→ ACTION ITEM: Scan the listing below for the word "SolverResult" and copy every line where it occurs.

Start of Block

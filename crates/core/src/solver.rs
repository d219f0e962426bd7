//! Challenge reconciliation
//!
//! [`Reconciler`] turns present/clean-up requests into provider calls. It
//! keeps no state between calls apart from the credential store handle that
//! is installed once by [`Solver::initialize`].

use crate::challenge::{ChallengeRequest, RecordTarget, SolverConfig, TXT_RECORD_TYPE};
use crate::credentials::{ApiKey, CredentialResolver, SecretStore};
use crate::error::{ProviderError, SolverError, SolverResult};
use crate::provider::{DnsProvider, DnsRecord};
use async_trait::async_trait;
use std::sync::{Arc, OnceLock};
use tokio_util::sync::CancellationToken;
use tracing::{debug, info, warn};

/// Contract between the host and a DNS-01 solver
#[async_trait]
pub trait Solver: Send + Sync {
    /// Name the host routes challenges by
    fn name(&self) -> &str;

    /// Install the credential store; must run before any present/clean-up
    async fn initialize(
        &self,
        store: Arc<dyn SecretStore>,
        shutdown: CancellationToken,
    ) -> SolverResult<()>;

    /// Publish the challenge TXT record. Safe to call repeatedly.
    async fn present(&self, request: &ChallengeRequest) -> SolverResult<()>;

    /// Remove the TXT record whose value equals `request.key`, and only that one
    async fn clean_up(&self, request: &ChallengeRequest) -> SolverResult<()>;
}

struct Bound {
    resolver: CredentialResolver,
    shutdown: CancellationToken,
}

/// [`Solver`] implementation over any [`DnsProvider`]
pub struct Reconciler<P> {
    provider: P,
    bound: OnceLock<Bound>,
}

impl<P: DnsProvider> Reconciler<P> {
    /// Create an uninitialized solver
    pub fn new(provider: P) -> Self {
        Self {
            provider,
            bound: OnceLock::new(),
        }
    }

    /// Create a solver with its credential store already installed
    pub fn with_store(provider: P, store: Arc<dyn SecretStore>) -> Self {
        let reconciler = Self::new(provider);
        let _ = reconciler.bound.set(Bound {
            resolver: CredentialResolver::new(store),
            shutdown: CancellationToken::new(),
        });
        reconciler
    }

    pub fn provider(&self) -> &P {
        &self.provider
    }

    fn bound(&self) -> SolverResult<&Bound> {
        let bound = self.bound.get().ok_or(SolverError::NotInitialized)?;
        if bound.shutdown.is_cancelled() {
            return Err(SolverError::ShuttingDown);
        }
        Ok(bound)
    }

    /// Config decode, credential lookup and target derivation shared by both actions
    async fn prepare(&self, request: &ChallengeRequest) -> SolverResult<(ApiKey, RecordTarget)> {
        let bound = self.bound()?;
        let config = SolverConfig::decode(request.config.as_ref())?;
        let api_key = bound
            .resolver
            .resolve(&request.resource_namespace, &config.api_key_secret_ref)
            .await?;
        Ok((api_key, RecordTarget::from_request(request)))
    }

    async fn find_existing(
        &self,
        api_key: &ApiKey,
        target: &RecordTarget,
        key: &str,
    ) -> Result<Option<DnsRecord>, ProviderError> {
        let records = self.provider.list_records(api_key, &target.zone).await?;
        Ok(find_challenge_record(&records, target, key).cloned())
    }
}

#[async_trait]
impl<P: DnsProvider> Solver for Reconciler<P> {
    fn name(&self) -> &str {
        self.provider.name()
    }

    async fn initialize(
        &self,
        store: Arc<dyn SecretStore>,
        shutdown: CancellationToken,
    ) -> SolverResult<()> {
        self.bound
            .set(Bound {
                resolver: CredentialResolver::new(store),
                shutdown,
            })
            .map_err(|_| SolverError::AlreadyInitialized)?;

        info!(solver = self.provider.name(), "Solver initialized");
        Ok(())
    }

    async fn present(&self, request: &ChallengeRequest) -> SolverResult<()> {
        let (api_key, target) = self.prepare(request).await?;

        info!(
            solver = self.provider.name(),
            fqdn = %target.fqdn,
            zone = %target.zone,
            "Presenting TXT record"
        );

        let added = self
            .provider
            .add_record(
                &api_key,
                &target.zone,
                TXT_RECORD_TYPE,
                &target.host,
                &request.key,
            )
            .await;

        match added {
            Ok(()) => {
                info!(fqdn = %target.fqdn, "Added TXT record");
                Ok(())
            }
            Err(rejection @ ProviderError::Rejected { .. }) => {
                // A repeated present may hit the provider's duplicate check
                match self.find_existing(&api_key, &target, &request.key).await {
                    Ok(Some(record)) => {
                        info!(
                            fqdn = %target.fqdn,
                            record_id = %record.id,
                            "TXT record already present"
                        );
                        Ok(())
                    }
                    Ok(None) => {
                        warn!(fqdn = %target.fqdn, error = %rejection, "Error adding TXT record");
                        Err(SolverError::provider("add record", rejection))
                    }
                    Err(e) => {
                        warn!(
                            fqdn = %target.fqdn,
                            error = %e,
                            "Could not check for an existing record after rejected add"
                        );
                        Err(SolverError::provider("add record", rejection))
                    }
                }
            }
            Err(e) => {
                warn!(fqdn = %target.fqdn, error = %e, "Error adding TXT record");
                Err(SolverError::provider("add record", e))
            }
        }
    }

    async fn clean_up(&self, request: &ChallengeRequest) -> SolverResult<()> {
        let (api_key, target) = self.prepare(request).await?;

        let records = self
            .provider
            .list_records(&api_key, &target.zone)
            .await
            .map_err(|e| {
                warn!(fqdn = %target.fqdn, error = %e, "Error listing TXT records");
                SolverError::provider("list records", e)
            })?;

        let Some(record) = find_challenge_record(&records, &target, &request.key) else {
            warn!(fqdn = %target.fqdn, "No TXT record found");
            for record in &records {
                debug!(
                    id = %record.id,
                    record_type = %record.record_type,
                    host = %record.host,
                    "Candidate record"
                );
            }
            return Err(SolverError::RecordNotFound {
                fqdn: target.fqdn.clone(),
            });
        };

        info!(
            fqdn = %target.fqdn,
            record_id = %record.id,
            "Deleting TXT record"
        );

        self.provider
            .delete_record(&api_key, &target.zone, &record.id)
            .await
            .map_err(|e| {
                warn!(record_id = %record.id, error = %e, "Error deleting TXT record");
                SolverError::provider("delete record", e)
            })?;

        info!(fqdn = %target.fqdn, "Deleted TXT record");
        Ok(())
    }
}

/// First record matching host, type `TXT` and exact value
///
/// Several validations for one name may be in flight at once, so the value
/// must take part in the match.
pub fn find_challenge_record<'a>(
    records: &'a [DnsRecord],
    target: &RecordTarget,
    key: &str,
) -> Option<&'a DnsRecord> {
    records.iter().find(|record| {
        record.record_type.eq_ignore_ascii_case(TXT_RECORD_TYPE)
            && record.value == key
            && target.matches_host(&record.host)
    })
}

End of Block

→ COMPLETED EXERCISE:
use crate::error::{ProviderError, SolverError, SolverResult};
    ) -> SolverResult<()>;
    async fn present(&self, request: &ChallengeRequest) -> SolverResult<()>;
    async fn clean_up(&self, request: &ChallengeRequest) -> SolverResult<()>;
    fn bound(&self) -> SolverResult<&Bound> {
    async fn prepare(&self, request: &ChallengeRequest) -> SolverResult<(ApiKey, RecordTarget)> {
    ) -> SolverResult<()> {
    async fn present(&self, request: &ChallengeRequest) -> SolverResult<()> {
    async fn clean_up(&self, request: &ChallengeRequest) -> SolverResult<()> {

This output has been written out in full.